While waiting for his wife one afternoon, Mr Peters dozes off in a derelict nightclub. Or at least that's what appears to happen – it could also be that Peter J Davison s black and white set of soaring skyscrapers and translucent divides is a figment of Peters imagination, and he is in fact dying in a hospital bed somewhere. Either way, all that subsequently transpires is filtered through the gauze of Peters semi-consciousness. Characters drift in and out aimlessly, a dreamlike hodge-podge of identities – Mrs Peters, a dead brother (or estate agent), a thuggish shoe salesman, a black bag lady, a dead ex-lover named Cathy-May (who bears a striking resemblance to Miller's own late ex-wife, Marilyn Monroe), Mr Peters pregnant daughter (or just a woman off the street) and her boyfriend.
Peters, perhaps like Miller himself who is now 85, is “older than everyone I ever knew”. He reviews his life, searching for a meaning, yearning for simpler times, and struggling to understand a world he no longer recognises.
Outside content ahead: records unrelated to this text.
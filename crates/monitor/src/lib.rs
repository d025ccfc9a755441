//! Observability for the resolution pipeline.
//!
//! The monitor watches every routing attempt — tier used, latency,
//! confidence, spend — and raises throttled alerts through the
//! Notifier. Observation is fire-and-forget: nothing in this crate can
//! error back into the call path.

pub mod monitor;
pub mod throttle;

pub use monitor::{CallObservation, CostAndHealthMonitor};
pub use throttle::AlertThrottle;
//! Shared construction of the engine and its stores from config.

use std::sync::Arc;
use std::time::Duration;

use introute_config::EngineConfig;
use introute_core::alert::Notifier;
use introute_core::store::{ScenarioStore, SuggestionStore};
use introute_engine::Engine;
use introute_learning::LearningPromoter;
use introute_monitor::CostAndHealthMonitor;
use introute_router::pricing::ModelPricing;
use introute_router::{OpenAiCompatProvider, PricingTable, Tier3Router};
use introute_store::{InMemoryScenarioStore, InMemorySuggestionStore, SqliteStore};

use crate::notify::LogNotifier;

type BoxError = Box<dyn std::error::Error>;

/// Open the configured store backend.
pub async fn open_stores(
    config: &EngineConfig,
) -> Result<(Arc<dyn ScenarioStore>, Arc<dyn SuggestionStore>), BoxError> {
    match config.store.backend.as_str() {
        "memory" => Ok((
            Arc::new(InMemoryScenarioStore::new()),
            Arc::new(InMemorySuggestionStore::new()),
        )),
        _ => {
            let store = Arc::new(SqliteStore::new(&config.store.path).await?);
            Ok((store.clone(), store))
        }
    }
}

/// Build a fully wired engine.
pub async fn build_engine(config: &EngineConfig, offline: bool) -> Result<Engine, BoxError> {
    let (scenarios, suggestions) = open_stores(config).await?;
    build_engine_with(config, offline, scenarios, suggestions)
}

/// Build an engine over already-open stores.
pub fn build_engine_with(
    config: &EngineConfig,
    offline: bool,
    scenarios: Arc<dyn ScenarioStore>,
    suggestions: Arc<dyn SuggestionStore>,
) -> Result<Engine, BoxError> {
    let notifier: Arc<dyn Notifier> = Arc::new(LogNotifier);
    let monitor = Arc::new(CostAndHealthMonitor::new(notifier.clone()));

    let mut engine = Engine::new(scenarios.clone(), monitor);

    if !offline {
        if config.transcription.enabled {
            tracing::warn!(
                "transcription.enabled is set but no transcription provider is built in; ignoring"
            );
        }
        let provider = build_provider(config)?;
        let pricing = PricingTable::with_defaults();
        for (model, custom) in &config.custom_pricing {
            pricing.set(model, ModelPricing::new(custom.input_per_m, custom.output_per_m));
        }

        let tier3 = Tier3Router::new(provider, &config.provider.model)
            .with_pricing(pricing)
            .with_timeout(Duration::from_secs(config.provider.timeout_secs));
        let promoter = LearningPromoter::new(scenarios, suggestions, notifier);

        engine = engine
            .with_tier3(Arc::new(tier3))
            .with_promoter(Arc::new(promoter));
    }

    Ok(engine)
}

fn build_provider(config: &EngineConfig) -> Result<Arc<OpenAiCompatProvider>, BoxError> {
    let key = config.provider.api_key.clone();
    let provider = match config.provider.kind.as_str() {
        "ollama" => OpenAiCompatProvider::ollama(config.provider.api_url.as_deref())?,
        kind => {
            let key = key.ok_or_else(|| {
                format!("no API key configured for provider '{kind}' (set INTROUTE_API_KEY)")
            })?;
            match (&config.provider.api_url, kind) {
                (Some(url), _) => OpenAiCompatProvider::new(kind, url, key)?,
                (None, "openai") => OpenAiCompatProvider::openai(key)?,
                _ => OpenAiCompatProvider::openrouter(key)?,
            }
        }
    };
    Ok(Arc::new(provider))
}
Potentially moving stuff, and yet Peters continual refrain – “What is the subject?” – leaves me irritated.
A question Miller would have been better off asking is: “Where is the plot?” Or character development for that matter. Aside from vague mentions of a past career as a Pan-Am pilot, we re told precious little about Peters – what happened with Cathy-May and how she died, for starters. And so, with no depth of story or plot, there's nothing really to carry the audience's interest forwards.
The cast offer some diversions. American actor John Cullum (who ll be familiar to fans of TV's Northern Exposure or ER) is watchable as Mr Peters, and the supporting cast are certainly capable even if they have scant opportunity to make an impact.
And for all it's faults, there are flashes of brilliance in Miller's script – lines like “How like sex the trumpet is, it always leaves you kind of sad when it's finished” that stick in your memory and a spirit of nostalgia that's infectious. But thoughtful isn't the same thing as entertaining. Though a short play (just 80 minutes), Mr Peters' Connections is extraordinarily long and ultimately disappointing.